Do incydentu doszło na placu 3 Maja, gdzie znajduje się pomnik. Patrole policyjne zostały natychmiast skierowane na miejsce zdarzenia po zgłoszeniu kolizji drogowej. Przybyli na miejsce funkcjonariusze natknęli się na scenę rodem z filmów akcji – zdemolowany pomnik, strażacy oraz medycy z pogotowia ratunkowego, a obok nich rozbity samochód Ford S-Max i jego przerażony kierujący.

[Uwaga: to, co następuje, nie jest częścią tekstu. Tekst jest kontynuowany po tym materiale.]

//! Generator options
//!
//! [`MapstructOptions`] is the configuration record handed to the
//! annotation processor. [`GeneratorOption`] enumerates its fields in
//! declaration order; that order is the order compiler arguments are emitted
//! in. Option names match the processor's `SupportedOptions`, see
//! <https://mapstruct.org/documentation/stable/reference/html/#configuration-options>.

use crate::error::OptionReadError;
use serde::{Deserialize, Serialize};
use std::fmt;

crate::define_literal_enum! {
    /// Component model of generated mappers
    ComponentModel {
        Default => "default",
        Cdi => "cdi",
        Spring => "spring",
        Jsr330 => "jsr330",
        Jakarta => "jakarta",
        JakartaCdi => "jakarta-cdi",
    }
}

crate::define_literal_enum! {
    InjectionStrategy {
        Field => "field",
        Constructor => "constructor",
        Setter => "setter",
    }
}

crate::define_literal_enum! {
    /// How unmapped properties are reported
    ReportingPolicy {
        Ignore => "IGNORE",
        Warn => "WARN",
        Error => "ERROR",
    }
}

crate::define_literal_enum! {
    NullValueMappingStrategy {
        ReturnNull => "RETURN_NULL",
        ReturnDefault => "RETURN_DEFAULT",
    }
}

impl Default for ComponentModel {
    fn default() -> Self {
        ComponentModel::Default
    }
}

impl Default for InjectionStrategy {
    fn default() -> Self {
        InjectionStrategy::Field
    }
}

impl Default for ReportingPolicy {
    fn default() -> Self {
        ReportingPolicy::Warn
    }
}

impl Default for NullValueMappingStrategy {
    fn default() -> Self {
        NullValueMappingStrategy::ReturnNull
    }
}

#[derive(Debug, Clone, Default, PartialEq, Eq, Serialize, Deserialize)]
#[serde(rename_all = "camelCase", default)]
pub struct MapstructOptions {
    pub suppress_generator_timestamp: bool,
    pub verbose: bool,
    pub suppress_generator_version_info_comment: bool,
    pub default_component_model: ComponentModel,
    pub default_injection_strategy: InjectionStrategy,
    pub unmapped_target_policy: ReportingPolicy,
    pub unmapped_source_policy: ReportingPolicy,
    pub disable_builders: bool,
    pub null_value_iterable_mapping_strategy: NullValueMappingStrategy,
    pub null_value_map_mapping_strategy: NullValueMappingStrategy,
}

/// One field of [`MapstructOptions`]
#[derive(Debug, Clone, Copy, PartialEq, Eq, Hash)]
pub enum GeneratorOption {
    SuppressGeneratorTimestamp,
    Verbose,
    SuppressGeneratorVersionInfoComment,
    DefaultComponentModel,
    DefaultInjectionStrategy,
    UnmappedTargetPolicy,
    UnmappedSourcePolicy,
    DisableBuilders,
    NullValueIterableMappingStrategy,
    NullValueMapMappingStrategy,
}

impl GeneratorOption {
    /// Every option, in declaration order
    pub const ALL: [GeneratorOption; 10] = [
        GeneratorOption::SuppressGeneratorTimestamp,
        GeneratorOption::Verbose,
        GeneratorOption::SuppressGeneratorVersionInfoComment,
        GeneratorOption::DefaultComponentModel,
        GeneratorOption::DefaultInjectionStrategy,
        GeneratorOption::UnmappedTargetPolicy,
        GeneratorOption::UnmappedSourcePolicy,
        GeneratorOption::DisableBuilders,
        GeneratorOption::NullValueIterableMappingStrategy,
        GeneratorOption::NullValueMapMappingStrategy,
    ];

    /// Name as understood by the annotation processor
    pub fn name(self) -> &'static str {
        match self {
            GeneratorOption::SuppressGeneratorTimestamp => "suppressGeneratorTimestamp",
            GeneratorOption::Verbose => "verbose",
            GeneratorOption::SuppressGeneratorVersionInfoComment => {
                "suppressGeneratorVersionInfoComment"
            }
            GeneratorOption::DefaultComponentModel => "defaultComponentModel",
            GeneratorOption::DefaultInjectionStrategy => "defaultInjectionStrategy",
            GeneratorOption::UnmappedTargetPolicy => "unmappedTargetPolicy",
            GeneratorOption::UnmappedSourcePolicy => "unmappedSourcePolicy",
            GeneratorOption::DisableBuilders => "disableBuilders",
            GeneratorOption::NullValueIterableMappingStrategy => {
                "nullValueIterableMappingStrategy"
            }
            GeneratorOption::NullValueMapMappingStrategy => "nullValueMapMappingStrategy",
        }
    }
}

impl fmt::Display for GeneratorOption {
    fn fmt(&self, f: &mut fmt::Formatter<'_>) -> fmt::Result {
        f.write_str(self.name())
    }
}

/// Current value of an option
#[derive(Debug, Clone, PartialEq, Eq)]
pub enum OptionValue {
    Flag(bool),
    Literal(String),
}

impl fmt::Display for OptionValue {
    fn fmt(&self, f: &mut fmt::Formatter<'_>) -> fmt::Result {
        match self {
            OptionValue::Flag(value) => write!(f, "{}", value),
            OptionValue::Literal(value) => f.write_str(value),
        }
    }
}

/// Anything the generator options can be read from.
///
/// Reads may fail, e.g. when values come from a lazily evaluated or
/// external configuration object.
pub trait OptionSource {
    fn read(&self, option: GeneratorOption) -> Result<OptionValue, OptionReadError>;
}

impl MapstructOptions {
    pub fn value(&self, option: GeneratorOption) -> OptionValue {
        match option {
            GeneratorOption::SuppressGeneratorTimestamp => {
                OptionValue::Flag(self.suppress_generator_timestamp)
            }
            GeneratorOption::Verbose => OptionValue::Flag(self.verbose),
            GeneratorOption::SuppressGeneratorVersionInfoComment => {
                OptionValue::Flag(self.suppress_generator_version_info_comment)
            }
            GeneratorOption::DefaultComponentModel => {
                literal(&self.default_component_model)
            }
            GeneratorOption::DefaultInjectionStrategy => {
                literal(&self.default_injection_strategy)
            }
            GeneratorOption::UnmappedTargetPolicy => literal(&self.unmapped_target_policy),
            GeneratorOption::UnmappedSourcePolicy => literal(&self.unmapped_source_policy),
            GeneratorOption::DisableBuilders => OptionValue::Flag(self.disable_builders),
            GeneratorOption::NullValueIterableMappingStrategy => {
                literal(&self.null_value_iterable_mapping_strategy)
            }
            GeneratorOption::NullValueMapMappingStrategy => {
                literal(&self.null_value_map_mapping_strategy)
            }
        }
    }
}

impl OptionSource for MapstructOptions {
    fn read(&self, option: GeneratorOption) -> Result<OptionValue, OptionReadError> {
        Ok(self.value(option))
    }
}

fn literal(value: &impl fmt::Display) -> OptionValue {
    OptionValue::Literal(value.to_string())
}
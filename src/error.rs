//! Error types for dependency resolution and compiler argument synthesis
//!
//! Every variant describes a broken build setup. None of them are recovered
//! from inside the crate: an incomplete dependency or argument set would
//! silently change what the annotation processor generates.

use crate::config::ConfigError;
use std::path::PathBuf;
use thiserror::Error;

pub type Result<T> = std::result::Result<T, PluginError>;

#[derive(Debug, Error)]
pub enum PluginError {
    /// A coordinate string did not split into exactly `group:artifact:version`
    #[error("Dependency id '{coordinate}' is invalid")]
    MalformedCoordinate { coordinate: String },

    /// Reading a generator option from the configuration record failed
    #[error("Can't fetch compiler argument for '{option}'")]
    OptionReadFailure {
        option: String,
        #[source]
        reason: OptionReadError,
    },

    /// A dependency bucket referenced by a rule does not exist in the build
    #[error("Dependency bucket '{bucket}' does not exist")]
    InvalidScopeBucket { bucket: String },

    #[error("Compile task '{task}' does not exist")]
    CompileTaskNotFound { task: String },

    #[error("Failed to {action} project manifest {}: {message}", path.display())]
    Manifest {
        action: &'static str,
        path: PathBuf,
        message: String,
    },

    #[error(transparent)]
    Config(#[from] ConfigError),
}

/// Failure reported by an option source while reading a single value
#[derive(Debug, Clone, PartialEq, Eq, Error)]
#[error("{message}")]
pub struct OptionReadError {
    pub message: String,
}

impl OptionReadError {
    pub fn new(message: impl Into<String>) -> Self {
        Self {
            message: message.into(),
        }
    }
}

impl PluginError {
    pub fn malformed_coordinate(coordinate: impl Into<String>) -> Self {
        Self::MalformedCoordinate {
            coordinate: coordinate.into(),
        }
    }

    pub fn invalid_bucket(bucket: impl Into<String>) -> Self {
        Self::InvalidScopeBucket {
            bucket: bucket.into(),
        }
    }

    pub fn manifest(action: &'static str, path: impl Into<PathBuf>, message: impl ToString) -> Self {
        Self::Manifest {
            action,
            path: path.into(),
            message: message.to_string(),
        }
    }
}
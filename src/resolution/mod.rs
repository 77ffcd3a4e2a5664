//! Dependency resolution
//!
//! Decides which descriptors to add to a build. Required descriptors are
//! unconditional; optional ones depend on the ecosystems detected in a
//! [`BuildSnapshot`]. Resolution only reads the snapshot, so every rule of a
//! pass sees the build as it was before the pass.

pub mod rules;

pub use rules::{Action, Ecosystem, EcosystemRule, Marker, RuleTable, Signal};

use crate::dependency::Descriptor;
use crate::error::Result;
use tracing::debug;

/// Read-only view of the host build
pub trait BuildSnapshot {
    fn has_bucket(&self, name: &str) -> bool;

    fn has_extension(&self, name: &str) -> bool;

    /// Whether `bucket` (including buckets it inherits from) declares an
    /// artifact with this group and name, any version.
    ///
    /// A bucket that does not exist is an error, an empty one is not.
    fn contains(&self, bucket: &str, group: &str, artifact: &str) -> Result<bool>;
}

/// Descriptors contributed by one detected ecosystem
#[derive(Debug, Clone, PartialEq, Eq, serde::Serialize)]
pub struct EcosystemResolution {
    pub ecosystem: Ecosystem,
    pub descriptors: Vec<Descriptor>,
}

#[derive(Debug, Clone, Default)]
pub struct DependencyResolver {
    rules: RuleTable,
}

impl DependencyResolver {
    pub fn new(rules: RuleTable) -> Self {
        Self { rules }
    }

    pub fn rules(&self) -> &RuleTable {
        &self.rules
    }

    pub fn resolve_required(&self) -> Vec<Descriptor> {
        self.rules.required().to_vec()
    }

    /// Optional descriptors in rule order, flattened
    pub fn resolve_optional(&self, snapshot: &dyn BuildSnapshot) -> Result<Vec<Descriptor>> {
        Ok(self
            .resolve_ecosystems(snapshot)?
            .into_iter()
            .flat_map(|resolution| resolution.descriptors)
            .collect())
    }

    /// Optional descriptors grouped by the ecosystem that fired.
    ///
    /// Ecosystems are evaluated independently; several may fire in one
    /// pass. An ecosystem that fires but has nothing left to add is omitted.
    pub fn resolve_ecosystems(
        &self,
        snapshot: &dyn BuildSnapshot,
    ) -> Result<Vec<EcosystemResolution>> {
        let mut resolutions = Vec::new();

        for rule in self.rules.ecosystems() {
            if !rule.trigger.detect(snapshot)? {
                debug!(ecosystem = %rule.ecosystem, "Ecosystem not detected");
                continue;
            }

            let descriptors = rule.action.evaluate(snapshot)?;
            debug!(
                ecosystem = %rule.ecosystem,
                count = descriptors.len(),
                "Ecosystem detected"
            );

            if !descriptors.is_empty() {
                resolutions.push(EcosystemResolution {
                    ecosystem: rule.ecosystem,
                    descriptors,
                });
            }
        }

        Ok(resolutions)
    }
}
//! Output formatting for plans and apply reports

use anyhow::{Context, Result};

use crate::plugin::{ApplyPlan, ApplyReport};

#[derive(Debug, Clone, Copy, PartialEq, Eq)]
pub enum OutputFormat {
    /// JSON format (machine-readable)
    Json,
    Yaml,
    /// Human-readable formatted text
    Human,
}

pub struct OutputFormatter {
    format: OutputFormat,
}

impl OutputFormatter {
    pub fn new(format: OutputFormat) -> Self {
        Self { format }
    }

    pub fn format_plan(&self, project: &str, plan: &ApplyPlan) -> Result<String> {
        match self.format {
            OutputFormat::Json => {
                serde_json::to_string_pretty(plan).context("Failed to serialize plan to JSON")
            }
            OutputFormat::Yaml => {
                serde_yaml::to_string(plan).context("Failed to serialize plan to YAML")
            }
            OutputFormat::Human => Ok(self.format_plan_human(project, plan)),
        }
    }

    pub fn format_report(&self, report: &ApplyReport) -> Result<String> {
        match self.format {
            OutputFormat::Json => {
                serde_json::to_string_pretty(report).context("Failed to serialize report to JSON")
            }
            OutputFormat::Yaml => {
                serde_yaml::to_string(report).context("Failed to serialize report to YAML")
            }
            OutputFormat::Human => Ok(self.format_report_human(report)),
        }
    }

    fn format_plan_human(&self, project: &str, plan: &ApplyPlan) -> String {
        let mut output = String::new();

        output.push_str(&format!("Project: {}\n\n", project));
        output.push_str("MapStruct dependencies:\n");
        for descriptor in &plan.required {
            output.push_str(&format!("  {}\n", descriptor));
        }

        for resolution in &plan.optional {
            output.push_str(&format!("\n{} dependencies:\n", resolution.ecosystem));
            for descriptor in &resolution.descriptors {
                output.push_str(&format!("  {}\n", descriptor));
            }
        }

        output.push_str(&format!("\nCompiler arguments ({}):\n", plan.compile_task));
        for arg in &plan.compiler_args {
            output.push_str(&format!("  {}\n", arg));
        }

        output
    }

    fn format_report_human(&self, report: &ApplyReport) -> String {
        let mut output = String::new();

        output.push_str(&format!(
            "Applied MapStruct to {}: {} dependencies, {} compiler arguments\n",
            report.project,
            report.added.len(),
            report.compiler_args.len()
        ));
        for descriptor in &report.added {
            output.push_str(&format!("  + {}\n", descriptor));
        }
        output.push_str(&format!(
            "  {} <- {} arguments\n",
            report.compile_task,
            report.compiler_args.len()
        ));

        output
    }
}

#[cfg(test)]
mod tests {
    use super::*;
    use crate::options::MapstructOptions;
    use crate::plugin::MapstructPlugin;
    use crate::project::Project;

    fn plan() -> ApplyPlan {
        let mut project = Project::java("demo");
        project
            .declare_coordinate("implementation", "org.apache.camel:camel-core:4.11.0")
            .unwrap();
        MapstructPlugin::default()
            .plan(&project, &MapstructOptions::default())
            .unwrap()
    }

    #[test]
    fn test_human_plan_lists_sections() {
        let output = OutputFormatter::new(OutputFormat::Human)
            .format_plan("demo", &plan())
            .unwrap();

        assert!(output.contains("Project: demo"));
        assert!(output.contains("implementation org.mapstruct:mapstruct:1.6.3"));
        assert!(output.contains("Camel dependencies:"));
        assert!(output.contains("org.apache.camel:camel-mapstruct:4.11.0"));
        assert!(output.contains("Compiler arguments (compileJava):"));
        assert!(output.contains("-Amapstruct.verbose=false"));
    }

    #[test]
    fn test_json_plan_is_valid() {
        let output = OutputFormatter::new(OutputFormat::Json)
            .format_plan("demo", &plan())
            .unwrap();
        let value: serde_json::Value = serde_json::from_str(&output).unwrap();

        assert_eq!(value["compile_task"], "compileJava");
        assert_eq!(value["required"][1]["scope"], "annotationProcessor");
        assert_eq!(value["optional"][0]["ecosystem"], "Camel");
        assert_eq!(value["compiler_args"].as_array().unwrap().len(), 10);
    }

    #[test]
    fn test_yaml_report() {
        let report = MapstructPlugin::report("demo", &plan());
        let output = OutputFormatter::new(OutputFormat::Yaml)
            .format_report(&report)
            .unwrap();

        assert!(output.contains("project: demo"));
        assert!(output.contains("coordinate: org.apache.camel:camel-mapstruct:4.11.0"));
    }
}
//! Applies MapStruct to a build
//!
//! The plugin reads the build once, decides every dependency and compiler
//! argument to add, and only then writes. Required dependencies go first,
//! then optional ones in ecosystem order, then the compiler arguments are
//! appended after whatever arguments the compile task already has. A missing
//! compile task is reported before anything is written.

use crate::arguments::ArgumentSynthesizer;
use crate::config::PluginConfig;
use crate::dependency::Descriptor;
use crate::error::{PluginError, Result};
use crate::options::OptionSource;
use crate::project::COMPILE_JAVA_TASK;
use crate::resolution::{BuildSnapshot, DependencyResolver, EcosystemResolution, RuleTable};
use serde::Serialize;
use tracing::info;

/// Receives dependencies to declare in the host build
pub trait DependencySink {
    fn add_dependency(&mut self, descriptor: &Descriptor) -> Result<()>;
}

/// Receives arguments to append to a compile task
pub trait CompilerArgsSink {
    fn has_compile_task(&self, task: &str) -> bool;

    fn append_compiler_args(&mut self, task: &str, args: &[String]) -> Result<()>;
}

/// Everything one plugin pass will add
#[derive(Debug, Clone, PartialEq, Eq, Serialize)]
pub struct ApplyPlan {
    pub required: Vec<Descriptor>,
    pub optional: Vec<EcosystemResolution>,
    pub compile_task: String,
    pub compiler_args: Vec<String>,
}

impl ApplyPlan {
    /// All descriptors in the order they are applied
    pub fn descriptors(&self) -> Vec<&Descriptor> {
        self.required
            .iter()
            .chain(self.optional.iter().flat_map(|r| r.descriptors.iter()))
            .collect()
    }
}

#[derive(Debug, Clone, PartialEq, Eq, Serialize)]
pub struct ApplyReport {
    pub project: String,
    pub added: Vec<Descriptor>,
    pub compile_task: String,
    pub compiler_args: Vec<String>,
}

#[derive(Debug, Clone)]
pub struct MapstructPlugin {
    resolver: DependencyResolver,
    synthesizer: ArgumentSynthesizer,
    compile_task: String,
}

impl MapstructPlugin {
    pub fn new(rules: RuleTable, synthesizer: ArgumentSynthesizer, compile_task: &str) -> Self {
        Self {
            resolver: DependencyResolver::new(rules),
            synthesizer,
            compile_task: compile_task.to_string(),
        }
    }

    pub fn from_config(config: &PluginConfig) -> Self {
        Self::new(
            RuleTable::mapstruct(),
            ArgumentSynthesizer::with_prefix(&config.arg_prefix),
            &config.compile_task,
        )
    }

    pub fn resolver(&self) -> &DependencyResolver {
        &self.resolver
    }

    pub fn compile_task(&self) -> &str {
        &self.compile_task
    }

    /// Computes the plan without touching the build
    pub fn plan(&self, snapshot: &dyn BuildSnapshot, options: &dyn OptionSource) -> Result<ApplyPlan> {
        let required = self.resolver.resolve_required();
        let optional = self.resolver.resolve_ecosystems(snapshot)?;
        let compiler_args = self.synthesizer.synthesize(options)?;

        Ok(ApplyPlan {
            required,
            optional,
            compile_task: self.compile_task.clone(),
            compiler_args,
        })
    }

    /// Plans against the current state of `project`, then applies the plan
    pub fn apply<P>(&self, project: &mut P, options: &dyn OptionSource) -> Result<ApplyPlan>
    where
        P: BuildSnapshot + DependencySink + CompilerArgsSink,
    {
        let plan = self.plan(&*project, options)?;
        Self::apply_plan(&plan, project)?;
        Ok(plan)
    }

    pub fn apply_plan<P>(plan: &ApplyPlan, project: &mut P) -> Result<()>
    where
        P: DependencySink + CompilerArgsSink,
    {
        if !project.has_compile_task(&plan.compile_task) {
            return Err(PluginError::CompileTaskNotFound {
                task: plan.compile_task.clone(),
            });
        }

        info!("Adding {} dependencies", "MapStruct");
        add_all(&mut *project, &plan.required)?;

        for resolution in &plan.optional {
            info!("Adding {} dependencies", resolution.ecosystem);
            add_all(&mut *project, &resolution.descriptors)?;
        }

        project.append_compiler_args(&plan.compile_task, &plan.compiler_args)?;
        info!(
            task = %plan.compile_task,
            count = plan.compiler_args.len(),
            "Appended compiler arguments"
        );
        Ok(())
    }

    pub fn report(project_name: &str, plan: &ApplyPlan) -> ApplyReport {
        ApplyReport {
            project: project_name.to_string(),
            added: plan.descriptors().into_iter().cloned().collect(),
            compile_task: plan.compile_task.clone(),
            compiler_args: plan.compiler_args.clone(),
        }
    }
}

impl Default for MapstructPlugin {
    fn default() -> Self {
        Self::new(
            RuleTable::mapstruct(),
            ArgumentSynthesizer::new(),
            COMPILE_JAVA_TASK,
        )
    }
}

fn add_all(sink: &mut dyn DependencySink, descriptors: &[Descriptor]) -> Result<()> {
    for descriptor in descriptors {
        info!("- {}", descriptor.coordinate());
        sink.add_dependency(descriptor)?;
    }
    Ok(())
}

Pierwsze ustalenia śledczych sugerowały, że za kierownicą pojazdu siedział wspomniany 36-latek. Pasażer pojazdu był zaniepokojony i zarzekał się, że to nie on prowadził samochód. Policja przesłuchała oczywistych świadków całego zajścia, którzy potwierdzili, że to właśnie ten 36-letni mężczyzna był za kierownicą. Mając te informacje, funkcjonariusze mogli już tylko ustalić, co doprowadziło do tego nieszczęśliwego wypadku.